In the problem, the length of cord L is given. So sinθ = r/L.

Put it in the expression and find θ.

 

[JJBladester]

Check this expression. In FBD angles indicated are different.

I fixed my FBD so that θ is in the correct place:

sin\theta=\frac{r}{1.8}\rightarrow r=1.8sin\theta

\sum F_{y}=-mg+Tcos\theta=0

(1) Tcos\theta=mg


\sum F_{n}=Tsin\theta=m\frac{v^{2}}{r}

(2) T=\frac{mv^{2}}{rsin\theta}

Substituting (2) into (1) yields:

\left (\frac{mv^2}{rsin\theta} \right )cos\theta=mg

\frac{cos\theta}{sin^2\theta}=\frac{1.8g}{v^2}

How do I simplify the \frac{cos\theta}{sin^2\theta} to solve for θ?

 

[Doc Al]

How do I simplify the \frac{cos\theta}{sin^2\theta} to solve for θ?

Hint: Look up the Pythagorean trig identities. (I'm sure it's one you already know.)

 

[JJBladester]

Hint: Look up the Pythagorean trig identities...

I did this:
\frac{cos\theta}{sin^2\theta}=\frac{cos\theta}{1-cos^2\theta}

Making the equation:
\frac{cos\theta}{1-cos^2\theta}=\frac{1.8g}{v^2}

However, this doesn't get me any closer to getting theta out on its own.

 

[Doc Al]

However, this doesn't get me any closer to getting theta out on its own.

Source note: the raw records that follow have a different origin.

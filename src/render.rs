//! Console output for the session.
//!
//! This module provides the [`Console`] trait the session writes through and
//! [`AnsiConsole`], the implementation that targets a real terminal.  Text is
//! coloured with 24-bit ANSI escapes chosen by an opaque [`Style`] token.

use std::io::{self, Stdout, Write};

use pulldown_cmark::{CodeBlockKind, Event, Parser, Tag, TagEnd};

/// ANSI escape code for bold text.
const ANSI_BOLD: &str = "\x1b[1m";

/// ANSI escape code to reset all styling.
const ANSI_RESET: &str = "\x1b[0m";

/// ANSI escape code to erase the display and home the cursor.
pub const ANSI_CLEAR: &str = "\x1b[2J\x1b[H";

/// Width used for rules when the terminal does not say.
const DEFAULT_WIDTH: usize = 80;

///////////////////////////////////////////// Style ////////////////////////////////////////////

/// A colour token for console output.
#[derive(Debug, Clone, Copy, PartialEq, Eq, Hash)]
pub struct Style {
    rgb: (u8, u8, u8),
    bold: bool,
}

impl Style {
    /// Plain white text.
    pub const DEFAULT: Style = Style::rgb(0xFF, 0xFF, 0xFF);
    /// Assistant text in chat mode.
    pub const CHAT: Style = Style::rgb(0x80, 0xF0, 0x80);
    /// Assistant text in terminal mode.
    pub const TERMINAL: Style = Style::rgb(0x00, 0xFF, 0x00);
    /// Mode change notices.
    pub const NOTICE: Style = Style::rgb(0x40, 0x40, 0x40);
    /// Invalid command notices.
    pub const ERROR: Style = Style::rgb(0xFF, 0x00, 0x00);
    /// Configuration chatter.
    pub const MUTED: Style = Style::rgb(0xA0, 0xA0, 0xA0);
    /// The user's input marker.
    pub const PROMPT: Style = Style::rgb(0x00, 0x00, 0xFF).bold();

    /// A style for the given colour.
    pub const fn rgb(r: u8, g: u8, b: u8) -> Self {
        Self {
            rgb: (r, g, b),
            bold: false,
        }
    }

    /// The same colour, in bold.
    pub const fn bold(self) -> Self {
        Self {
            rgb: self.rgb,
            bold: true,
        }
    }

    /// The escape sequence that switches to this style.
    pub fn ansi(&self) -> String {
        let (r, g, b) = self.rgb;
        let bold = if self.bold { ANSI_BOLD } else { "" };
        format!("{bold}\x1b[38;2;{r};{g};{b}m")
    }
}

impl std::fmt::Display for Style {
    fn fmt(&self, f: &mut std::fmt::Formatter<'_>) -> std::fmt::Result {
        let (r, g, b) = self.rgb;
        write!(f, "#{r:02X}{g:02X}{b:02X}")?;
        if self.bold {
            write!(f, " bold")?;
        }
        Ok(())
    }
}

//////////////////////////////////////////// Console ///////////////////////////////////////////

/// Where the session sends everything the user sees.
pub trait Console: Send {
    /// Write `text` in `style` without a line break.
    fn write(&mut self, text: &str, style: Style);

    /// Write `text` in `style` followed by a line break.
    fn write_line(&mut self, text: &str, style: Style);

    /// Render a block of markdown: rules and fenced code.
    fn write_block(&mut self, markup: &str);

    /// Clear the screen.
    fn clear(&mut self);
}

/// Console that writes to stdout with optional ANSI styling.
pub struct AnsiConsole {
    stdout: Stdout,
    use_color: bool,
    width: usize,
}

impl AnsiConsole {
    /// Creates a new AnsiConsole with colours enabled.
    pub fn new() -> Self {
        Self::with_color(true)
    }

    /// Creates a new AnsiConsole with the specified colour setting.
    pub fn with_color(use_color: bool) -> Self {
        Self {
            stdout: io::stdout(),
            use_color,
            width: terminal_width(),
        }
    }

    /// Flushes stdout so streamed fragments show up immediately.
    fn flush(&mut self) {
        let _ = self.stdout.flush();
    }

    fn styled(&self, text: &str, style: Style) -> String {
        paint(text, style, self.use_color)
    }
}

impl Default for AnsiConsole {
    fn default() -> Self {
        Self::new()
    }
}

impl Console for AnsiConsole {
    fn write(&mut self, text: &str, style: Style) {
        let text = self.styled(text, style);
        let _ = self.stdout.write_all(text.as_bytes());
        self.flush();
    }

    fn write_line(&mut self, text: &str, style: Style) {
        let text = self.styled(text, style);
        let _ = writeln!(self.stdout, "{text}");
        self.flush();
    }

    fn write_block(&mut self, markup: &str) {
        let block = render_block(markup, self.width, self.use_color);
        let _ = self.stdout.write_all(block.as_bytes());
        self.flush();
    }

    fn clear(&mut self) {
        let _ = self.stdout.write_all(ANSI_CLEAR.as_bytes());
        self.flush();
    }
}

/// Wrap `text` in the escapes for `style`, or return it unchanged when colour
/// is off.
pub fn paint(text: &str, style: Style, use_color: bool) -> String {
    if use_color && !text.is_empty() {
        format!("{}{text}{ANSI_RESET}", style.ansi())
    } else {
        text.to_string()
    }
}

/// Width of the terminal from `$COLUMNS`, or 80.
pub fn terminal_width() -> usize {
    std::env::var("COLUMNS")
        .ok()
        .and_then(|cols| cols.trim().parse::<usize>().ok())
        .filter(|cols| *cols > 0)
        .unwrap_or(DEFAULT_WIDTH)
}

/// Render the markdown subset used for console blocks.
///
/// Thematic breaks become a full-width rule.  Fenced and indented code is
/// framed by rules and indented by four spaces.  Everything else is emitted as
/// plain text, one line per paragraph.  The result always ends in a newline.
pub fn render_block(markup: &str, width: usize, use_color: bool) -> String {
    let rule = "─".repeat(width.max(1));
    let code_style = Style::DEFAULT;
    let mut out = String::new();
    let mut in_code = false;

    let newline = |out: &mut String| {
        if !out.is_empty() && !out.ends_with('\n') {
            out.push('\n');
        }
    };

    for event in Parser::new(markup) {
        match event {
            Event::Rule => {
                newline(&mut out);
                out.push_str(&rule);
                out.push('\n');
            }
            Event::Start(Tag::CodeBlock(kind)) => {
                newline(&mut out);
                match kind {
                    CodeBlockKind::Fenced(lang) if !lang.is_empty() => {
                        let label = format!("─ {lang} ");
                        let fill = width.saturating_sub(label.chars().count());
                        out.push_str(&label);
                        out.push_str(&"─".repeat(fill));
                    }
                    _ => out.push_str(&rule),
                }
                out.push('\n');
                in_code = true;
            }
            Event::End(TagEnd::CodeBlock) => {
                newline(&mut out);
                out.push_str(&rule);
                out.push('\n');
                in_code = false;
            }
            Event::Text(text) if in_code => {
                for line in text.lines() {
                    out.push_str("    ");
                    if use_color {
                        out.push_str(&code_style.ansi());
                        out.push_str(line);
                        out.push_str(ANSI_RESET);
                    } else {
                        out.push_str(line);
                    }
                    out.push('\n');
                }
            }
            Event::Text(text) | Event::Code(text) => out.push_str(&text),
            Event::SoftBreak | Event::HardBreak => out.push('\n'),
            Event::End(TagEnd::Paragraph) | Event::End(TagEnd::Heading(_)) => out.push('\n'),
            _ => {}
        }
    }
    newline(&mut out);
    out
}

Sure it does. Hint: Rearrange that equation and solve for cosθ. (You'll get a quadratic.)

 

[JJBladester]

You'll get a quadratic...

Thanks to both of you for the persistence. With your help, the solution presented itself:

\left (\frac{1.8g}{v^2} \right )cos\theta+cos\theta-\left (\frac{1.8g}{v^2} \right )=0

cos\theta=\frac{-1+\sqrt{1^2-4\left (\frac{1.8g}{v^2} \right )\left (\frac{-1.8g}{v^2} \right )}}{2\left (\frac{1.8g}{v^2} \right )}

\theta\approx49.9 degrees

T=\frac{mg}{cos\theta}=\frac{\left (0.45kg \right )\left (9.81m/s^2 \right )}{cos(49.9)}\approx6.85N

These answers line up with the book's answers. Again, thanks to both of you for the help.